==== Information given
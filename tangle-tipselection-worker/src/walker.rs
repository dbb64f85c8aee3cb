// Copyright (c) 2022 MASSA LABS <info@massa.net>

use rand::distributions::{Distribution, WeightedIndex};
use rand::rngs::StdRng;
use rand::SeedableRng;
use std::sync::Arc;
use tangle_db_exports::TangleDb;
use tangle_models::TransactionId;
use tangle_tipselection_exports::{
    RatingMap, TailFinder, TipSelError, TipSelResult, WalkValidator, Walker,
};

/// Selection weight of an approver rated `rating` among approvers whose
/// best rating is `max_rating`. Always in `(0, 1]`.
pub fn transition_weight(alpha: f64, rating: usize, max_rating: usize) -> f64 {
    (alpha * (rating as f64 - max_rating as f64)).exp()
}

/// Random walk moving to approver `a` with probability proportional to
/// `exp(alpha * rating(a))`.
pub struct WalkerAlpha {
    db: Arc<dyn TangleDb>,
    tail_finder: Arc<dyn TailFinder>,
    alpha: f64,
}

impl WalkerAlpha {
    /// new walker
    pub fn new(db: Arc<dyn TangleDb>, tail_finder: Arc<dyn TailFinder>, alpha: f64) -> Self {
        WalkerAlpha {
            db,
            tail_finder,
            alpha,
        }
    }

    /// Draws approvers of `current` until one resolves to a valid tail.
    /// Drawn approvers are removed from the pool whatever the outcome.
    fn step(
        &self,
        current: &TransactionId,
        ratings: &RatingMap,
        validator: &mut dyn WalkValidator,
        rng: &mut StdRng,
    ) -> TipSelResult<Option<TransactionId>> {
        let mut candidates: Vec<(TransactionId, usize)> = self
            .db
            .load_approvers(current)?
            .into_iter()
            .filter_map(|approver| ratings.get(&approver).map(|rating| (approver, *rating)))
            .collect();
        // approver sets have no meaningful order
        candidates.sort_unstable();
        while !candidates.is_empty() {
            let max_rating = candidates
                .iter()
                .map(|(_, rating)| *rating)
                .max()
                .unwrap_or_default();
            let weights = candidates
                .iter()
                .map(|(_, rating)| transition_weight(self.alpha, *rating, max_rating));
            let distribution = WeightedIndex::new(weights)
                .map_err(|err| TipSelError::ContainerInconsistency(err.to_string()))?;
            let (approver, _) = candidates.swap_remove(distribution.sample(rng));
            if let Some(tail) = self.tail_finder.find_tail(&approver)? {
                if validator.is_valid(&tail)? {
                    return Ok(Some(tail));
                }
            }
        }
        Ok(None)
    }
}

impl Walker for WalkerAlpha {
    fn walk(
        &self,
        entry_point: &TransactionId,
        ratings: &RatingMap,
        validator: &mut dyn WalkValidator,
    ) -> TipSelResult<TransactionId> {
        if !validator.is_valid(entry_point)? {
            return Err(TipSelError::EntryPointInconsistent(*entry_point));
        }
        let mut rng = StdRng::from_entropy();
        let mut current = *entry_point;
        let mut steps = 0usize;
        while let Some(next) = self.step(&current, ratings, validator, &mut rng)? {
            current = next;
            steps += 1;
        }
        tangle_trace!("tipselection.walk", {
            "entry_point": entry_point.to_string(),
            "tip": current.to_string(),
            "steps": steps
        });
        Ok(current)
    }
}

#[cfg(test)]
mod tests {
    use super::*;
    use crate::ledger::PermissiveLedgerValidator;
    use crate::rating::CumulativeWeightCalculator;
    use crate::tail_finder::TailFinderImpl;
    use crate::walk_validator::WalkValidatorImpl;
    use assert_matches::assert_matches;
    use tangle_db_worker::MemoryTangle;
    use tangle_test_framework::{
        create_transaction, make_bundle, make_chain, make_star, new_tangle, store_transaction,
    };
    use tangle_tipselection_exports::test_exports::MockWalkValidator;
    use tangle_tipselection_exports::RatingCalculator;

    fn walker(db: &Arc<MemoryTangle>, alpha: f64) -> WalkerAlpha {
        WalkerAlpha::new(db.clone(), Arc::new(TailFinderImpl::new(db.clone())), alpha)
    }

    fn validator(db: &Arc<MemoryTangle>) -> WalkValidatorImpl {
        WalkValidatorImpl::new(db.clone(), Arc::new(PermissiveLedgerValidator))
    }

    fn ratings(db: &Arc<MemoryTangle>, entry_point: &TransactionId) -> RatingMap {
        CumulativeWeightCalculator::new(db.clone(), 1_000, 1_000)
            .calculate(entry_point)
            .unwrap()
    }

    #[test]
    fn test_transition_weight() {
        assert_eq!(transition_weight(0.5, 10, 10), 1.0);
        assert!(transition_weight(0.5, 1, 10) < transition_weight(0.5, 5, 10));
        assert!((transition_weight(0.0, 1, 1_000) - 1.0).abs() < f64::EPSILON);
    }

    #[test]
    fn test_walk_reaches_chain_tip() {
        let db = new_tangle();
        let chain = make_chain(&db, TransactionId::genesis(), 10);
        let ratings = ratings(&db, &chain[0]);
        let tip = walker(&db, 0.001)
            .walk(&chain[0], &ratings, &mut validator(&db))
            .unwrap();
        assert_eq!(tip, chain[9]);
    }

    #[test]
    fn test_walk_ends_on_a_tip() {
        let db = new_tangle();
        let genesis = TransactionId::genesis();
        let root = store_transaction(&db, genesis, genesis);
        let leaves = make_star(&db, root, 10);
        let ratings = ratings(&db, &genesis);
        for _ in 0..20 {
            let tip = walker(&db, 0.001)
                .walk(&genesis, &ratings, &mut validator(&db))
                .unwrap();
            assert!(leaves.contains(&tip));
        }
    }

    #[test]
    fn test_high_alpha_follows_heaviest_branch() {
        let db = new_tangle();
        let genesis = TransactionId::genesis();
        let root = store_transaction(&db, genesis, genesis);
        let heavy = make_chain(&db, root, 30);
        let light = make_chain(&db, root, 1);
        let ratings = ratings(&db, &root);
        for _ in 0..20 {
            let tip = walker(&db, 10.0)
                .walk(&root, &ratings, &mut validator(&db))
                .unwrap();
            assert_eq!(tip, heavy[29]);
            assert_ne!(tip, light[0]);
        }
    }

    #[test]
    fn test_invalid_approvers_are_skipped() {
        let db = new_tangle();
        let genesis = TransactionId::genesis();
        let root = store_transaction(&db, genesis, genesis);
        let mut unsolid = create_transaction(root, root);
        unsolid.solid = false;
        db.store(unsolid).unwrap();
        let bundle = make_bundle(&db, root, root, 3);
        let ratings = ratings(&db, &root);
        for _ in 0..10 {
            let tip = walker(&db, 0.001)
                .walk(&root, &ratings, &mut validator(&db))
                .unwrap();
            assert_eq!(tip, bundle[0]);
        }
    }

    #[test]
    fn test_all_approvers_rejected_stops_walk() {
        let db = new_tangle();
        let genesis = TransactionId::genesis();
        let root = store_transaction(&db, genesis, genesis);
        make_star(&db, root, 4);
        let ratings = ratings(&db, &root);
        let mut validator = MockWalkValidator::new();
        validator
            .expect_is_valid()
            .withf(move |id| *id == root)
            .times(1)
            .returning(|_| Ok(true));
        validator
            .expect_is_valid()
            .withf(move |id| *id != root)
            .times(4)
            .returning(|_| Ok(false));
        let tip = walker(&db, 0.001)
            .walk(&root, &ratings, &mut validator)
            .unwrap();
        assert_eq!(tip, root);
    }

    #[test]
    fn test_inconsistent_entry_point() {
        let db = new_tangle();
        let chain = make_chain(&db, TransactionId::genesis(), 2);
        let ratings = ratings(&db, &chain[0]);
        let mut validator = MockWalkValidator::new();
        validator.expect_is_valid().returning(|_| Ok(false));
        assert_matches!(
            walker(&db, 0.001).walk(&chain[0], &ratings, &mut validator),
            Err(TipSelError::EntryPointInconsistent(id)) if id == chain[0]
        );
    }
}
========
◆ **Activity**
Check each line above for the string "TailFinderImpl" and copy those that have it.

◆ **Answer to this task**
    use crate::tail_finder::TailFinderImpl;
        WalkerAlpha::new(db.clone(), Arc::new(TailFinderImpl::new(db.clone())), alpha)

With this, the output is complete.